What $20M Gets You With the Mets

citi-field-help-wantedLast minute shoppers with a spare $20 million in the bank have a great opportunity to be a part of an historic, winning major league franchise… nah I’m just kidding, it’s the Mets. 

But just because the team has been hemorrhaging money; attendance is down; the product on the field is bad; the team’s best player just left in free agency and of course, they’re still the Mets, doesn’t mean you shouldn’t fall over yourself to be a part of the organization, particularly since your $20 million gets you some particularly awesome things!

For example, you can get “access” to Mr. Met, although it’s not specified what that access means. Sweet! Well worth $20 million in and of itself I’d say. 


For a limited time only! Your purchase ALSO includes a team business card, with the title reading “Owner,” plus you get to participate in a special “Owners’ workout day” at CitiField where presumably you get to take batting practice!

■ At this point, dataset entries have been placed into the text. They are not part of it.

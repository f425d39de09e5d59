use super::{PersistenceError, PersistenceResult};
use crate::{
    calendar::{Calendar, CalendarConfig, format_datetime},
    queue::PriorityQueue,
    slot::TimeSlot,
    task::{Task, parse_datetime},
    window::AvailabilityWindow,
};
use serde::{Deserialize, Serialize};
use std::fs::File;
use std::path::Path;
use tracing::info;

/// Everything needed to resume a planning session: the calendar configuration,
/// the slots already placed (in presentation order) and the tasks still queued.
#[derive(Debug, Clone, Serialize, Deserialize)]
pub struct CalendarSnapshot {
    pub config: CalendarConfig,
    #[serde(default)]
    pub slots: Vec<TimeSlot>,
    #[serde(default)]
    pub pending: Vec<Task>,
}

impl CalendarSnapshot {
    pub fn capture(calendar: &Calendar, pending: &PriorityQueue) -> PersistenceResult<Self> {
        super::validate_calendar(calendar)?;
        let pending: Vec<&Task> = pending.ordered();
        super::validate_stored_tasks(pending.iter().copied())?;
        Ok(Self {
            config: calendar.to_config(),
            slots: calendar.slots().cloned().collect(),
            pending: pending.into_iter().cloned().collect(),
        })
    }

    pub fn into_parts(self) -> PersistenceResult<(Calendar, PriorityQueue)> {
        super::validate_stored_tasks(&self.pending)?;
        super::validate_stored_tasks(self.slots.iter().map(TimeSlot::task))?;
        let mut calendar = Calendar::from_config(&self.config)?;
        for slot in self.slots {
            calendar.restore_slot(slot)?;
        }
        let queue = self.pending.into_iter().collect::<PriorityQueue>();
        Ok((calendar, queue))
    }
}

pub fn save_snapshot_to_json<P: AsRef<Path>>(
    calendar: &Calendar,
    pending: &PriorityQueue,
    path: P,
) -> PersistenceResult<()> {
    let snapshot = CalendarSnapshot::capture(calendar, pending)?;
    let file = File::create(path.as_ref())?;
    serde_json::to_writer_pretty(file, &snapshot)?;
    info!(path = %path.as_ref().display(), slots = snapshot.slots.len(), "saved snapshot");
    Ok(())
}

pub fn load_snapshot_from_json<P: AsRef<Path>>(
    path: P,
) -> PersistenceResult<(Calendar, PriorityQueue)> {
    let file = File::open(path.as_ref())?;
    let snapshot: CalendarSnapshot = serde_json::from_reader(file)?;
    snapshot.into_parts()
}

#[derive(Debug, Serialize, Deserialize)]
struct TaskCsvRecord {
    name: String,
    priority: i32,
    workload_minutes: i64,
    deadline: String,
}

#[derive(Debug, Serialize, Deserialize)]
struct WindowCsvRecord {
    start: String,
    end: String,
}

#[derive(Debug, Serialize)]
struct SlotCsvRecord<'a> {
    day: String,
    start: String,
    end: String,
    name: &'a str,
    priority: i32,
    workload_minutes: i64,
    deadline: String,
}

impl<'a> From<&'a TimeSlot> for SlotCsvRecord<'a> {
    fn from(slot: &'a TimeSlot) -> Self {
        let task = slot.task();
        Self {
            day: slot.day().to_string(),
            start: format_datetime(slot.start()),
            end: format_datetime(slot.end()),
            name: task.name.as_str(),
            priority: task.priority,
            workload_minutes: task.workload_minutes,
            deadline: format_datetime(task.deadline),
        }
    }
}

/// Read tasks from a CSV file with a `name,priority,workload_minutes,deadline` header.
pub fn import_tasks_from_csv<P: AsRef<Path>>(path: P) -> PersistenceResult<Vec<Task>> {
    let mut reader = csv::Reader::from_path(path)?;
    let mut tasks = Vec::new();
    for (idx, record) in reader.deserialize::<TaskCsvRecord>().enumerate() {
        let record = record?;
        let deadline = parse_datetime(&record.deadline).map_err(|err| {
            PersistenceError::InvalidData(format!(
                "row {}: invalid deadline '{}': {err}",
                idx + 1,
                record.deadline
            ))
        })?;
        tasks.push(Task::new(
            record.name,
            deadline,
            record.workload_minutes,
            record.priority,
        ));
    }
    super::validate_tasks(&tasks)?;
    Ok(tasks)
}

/// Read availability windows from a CSV file with a `start,end` header.
pub fn import_windows_from_csv<P: AsRef<Path>>(
    path: P,
) -> PersistenceResult<Vec<AvailabilityWindow>> {
    let mut reader = csv::Reader::from_path(path)?;
    let mut windows = Vec::new();
    for (idx, record) in reader.deserialize::<WindowCsvRecord>().enumerate() {
        let record = record?;
        let parse = |value: &str| {
            parse_datetime(value).map_err(|err| {
                PersistenceError::InvalidData(format!(
                    "row {}: invalid timestamp '{}': {err}",
                    idx + 1,
                    value
                ))
            })
        };
        let start = parse(&record.start)?;
        let end = parse(&record.end)?;
        windows.push(AvailabilityWindow::new(start, end)?);
    }
    Ok(windows)
}

pub fn export_slots_to_csv<P: AsRef<Path>>(calendar: &Calendar, path: P) -> PersistenceResult<()> {
    let mut writer = csv::Writer::from_path(path)?;
    for slot in calendar.slots() {
        writer.serialize(SlotCsvRecord::from(slot))?;
    }
    writer.flush()?;
    Ok(())
}
use crate::error::{ScheduleError, ScheduleResult};
use crate::task::Task;
use std::cmp::Ordering;
use std::collections::BinaryHeap;

/// Min-priority queue of pending tasks.
///
/// Lower `priority` values come out first. Tasks with equal priority come out
/// in the order they were pushed.
#[derive(Debug, Default)]
pub struct PriorityQueue {
    heap: BinaryHeap<QueuedTask>,
    next_seq: u64,
}

#[derive(Debug)]
struct QueuedTask {
    priority: i32,
    seq: u64,
    task: Task,
}

impl PartialEq for QueuedTask {
    fn eq(&self, other: &Self) -> bool {
        self.priority == other.priority && self.seq == other.seq
    }
}

impl Eq for QueuedTask {}

impl PartialOrd for QueuedTask {
    fn partial_cmp(&self, other: &Self) -> Option<Ordering> {
        Some(self.cmp(other))
    }
}

impl Ord for QueuedTask {
    // BinaryHeap is a max-heap; reverse so the smallest (priority, seq) is on top.
    fn cmp(&self, other: &Self) -> Ordering {
        other
            .priority
            .cmp(&self.priority)
            .then_with(|| other.seq.cmp(&self.seq))
    }
}

impl PriorityQueue {
    pub fn new() -> Self {
        Self::default()
    }

    pub fn push(&mut self, task: Task) {
        let seq = self.next_seq;
        self.next_seq += 1;
        self.heap.push(QueuedTask {
            priority: task.priority,
            seq,
            task,
        });
    }

    pub fn pop_min(&mut self) -> ScheduleResult<Task> {
        self.heap
            .pop()
            .map(|entry| entry.task)
            .ok_or(ScheduleError::EmptyQueue)
    }

    pub fn peek(&self) -> Option<&Task> {
        self.heap.peek().map(|entry| &entry.task)
    }

    pub fn len(&self) -> usize {
        self.heap.len()
    }

    pub fn is_empty(&self) -> bool {
        self.heap.is_empty()
    }

    /// Pending tasks in the order `pop_min` would return them, without consuming the queue.
    pub fn ordered(&self) -> Vec<&Task> {
        let mut entries: Vec<&QueuedTask> = self.heap.iter().collect();
        entries.sort_by(|a, b| b.cmp(a));
        entries.into_iter().map(|entry| &entry.task).collect()
    }

    pub fn drain_ordered(&mut self) -> Vec<Task> {
        let mut tasks = Vec::with_capacity(self.heap.len());
        while let Ok(task) = self.pop_min() {
            tasks.push(task);
        }
        tasks
    }
}

impl Extend<Task> for PriorityQueue {
    fn extend<I: IntoIterator<Item = Task>>(&mut self, iter: I) {
        for task in iter {
            self.push(task);
        }
    }
}

impl FromIterator<Task> for PriorityQueue {
    fn from_iter<I: IntoIterator<Item = Task>>(iter: I) -> Self {
        let mut queue = PriorityQueue::new();
        queue.extend(iter);
        queue
    }
}
#[cfg(feature = "http_api")]
#[tokio::main]
async fn main() -> Result<(), Box<dyn std::error::Error>> {
    use std::net::SocketAddr;

    use task_planner::{Calendar, CalendarConfig, http_api, logging};

    logging::init_tracing();

    let addr: SocketAddr = std::env::var("TASK_PLANNER_HTTP_ADDR")
        .unwrap_or_else(|_| "0.0.0.0:3000".to_string())
        .parse()?;

    let calendar = match std::env::var("TASK_PLANNER_CONFIG") {
        Ok(path) => {
            let contents = std::fs::read_to_string(&path)?;
            let config: CalendarConfig = serde_json::from_str(&contents)?;
            tracing::info!(%path, config = %config.describe(), "loaded calendar config");
            Calendar::from_config(&config)?
        }
        Err(_) => Calendar::default(),
    };

    println!("task-planner HTTP API listening on http://{addr}");
    http_api::serve(addr, calendar).await?;
    Ok(())
}

#[cfg(not(feature = "http_api"))]
fn main() {
    eprintln!("Rebuild with the `http_api` feature to enable the HTTP server.");
}
//! Stable ordering of placed slots.

use crate::error::ScheduleError;
use crate::slot::TimeSlot;
use std::fmt;
use std::str::FromStr;

/// Criterion used to re-order the slots inside each day bucket.
#[derive(Debug, Clone, Copy, PartialEq, Eq)]
pub enum SortKey {
    Priority,
    Workload,
    Deadline,
}

impl SortKey {
    pub const ALL: [SortKey; 3] = [SortKey::Priority, SortKey::Workload, SortKey::Deadline];

    pub fn as_str(&self) -> &'static str {
        match self {
            SortKey::Priority => "priority",
            SortKey::Workload => "workload",
            SortKey::Deadline => "deadline",
        }
    }

    pub fn label(&self) -> &'static str {
        match self {
            SortKey::Priority => "Priority",
            SortKey::Workload => "Workload",
            SortKey::Deadline => "Deadline",
        }
    }

    pub fn sort(&self, slots: Vec<TimeSlot>) -> Vec<TimeSlot> {
        match self {
            SortKey::Priority => merge_sort(slots, |s| s.task().priority),
            SortKey::Workload => merge_sort(slots, |s| s.task().workload_minutes),
            SortKey::Deadline => merge_sort(slots, |s| s.task().deadline),
        }
    }
}

impl fmt::Display for SortKey {
    fn fmt(&self, f: &mut fmt::Formatter<'_>) -> fmt::Result {
        f.write_str(self.as_str())
    }
}

impl FromStr for SortKey {
    type Err = ScheduleError;

    fn from_str(s: &str) -> Result<Self, Self::Err> {
        match s.trim().to_ascii_lowercase().as_str() {
            "priority" => Ok(SortKey::Priority),
            "workload" => Ok(SortKey::Workload),
            "deadline" => Ok(SortKey::Deadline),
            _ => Err(ScheduleError::InvalidSortKey(s.to_string())),
        }
    }
}

/// Stable top-down merge sort keyed by `key`.
///
/// Equal keys keep their original relative order: on a tie the element from
/// the left half is taken first.
pub fn merge_sort<T, K, F>(items: Vec<T>, key: F) -> Vec<T>
where
    K: PartialOrd,
    F: Fn(&T) -> K + Copy,
{
    if items.len() <= 1 {
        return items;
    }
    let mut left = items;
    let right = left.split_off(left.len() / 2);
    let left = merge_sort(left, key);
    let right = merge_sort(right, key);
    merge(left, right, key)
}

fn merge<T, K, F>(left: Vec<T>, right: Vec<T>, key: F) -> Vec<T>
where
    K: PartialOrd,
    F: Fn(&T) -> K,
{
    let mut result = Vec::with_capacity(left.len() + right.len());
    let mut left = left.into_iter().peekable();
    let mut right = right.into_iter().peekable();

    loop {
        let take_left = match (left.peek(), right.peek()) {
            (Some(l), Some(r)) => key(l) <= key(r),
            (Some(_), None) => true,
            (None, Some(_)) => false,
            (None, None) => break,
        };
        let next = if take_left { left.next() } else { right.next() };
        result.extend(next);
    }
    result
}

You think we’re done giving you incredible benefits? Oh, it’s just getting started: you get a special (single) reserved parking spot at the stadium, a personal team executive to help with acquiring tickets (although the tickets are NOT included in your $20M), ONE free road trip with the team (the team picks the trip—hello Cincinnati!), a free weekend stay at spring training and potential lunch dates with former players and broadcasters. If you’re interested (for some unknown reason) in promoting the Mets by wearing team memorabilia you can shop in the team store (with a discount, no freebies you mooch!)

The one good benefit is that you get a free suite at CitiField, but since the suites go for $250,000-500,000 it’s not as though you’re SAVING money. And that there are upwards of 10 suites available to be “given away” is a major reason why the team needs to raise $200 million…

But hey, if you have $20 million and want to get (at most) 3% back on your investment, plus all those other things, call the Wilpons up.

Seriously, please call them, they’re desperate.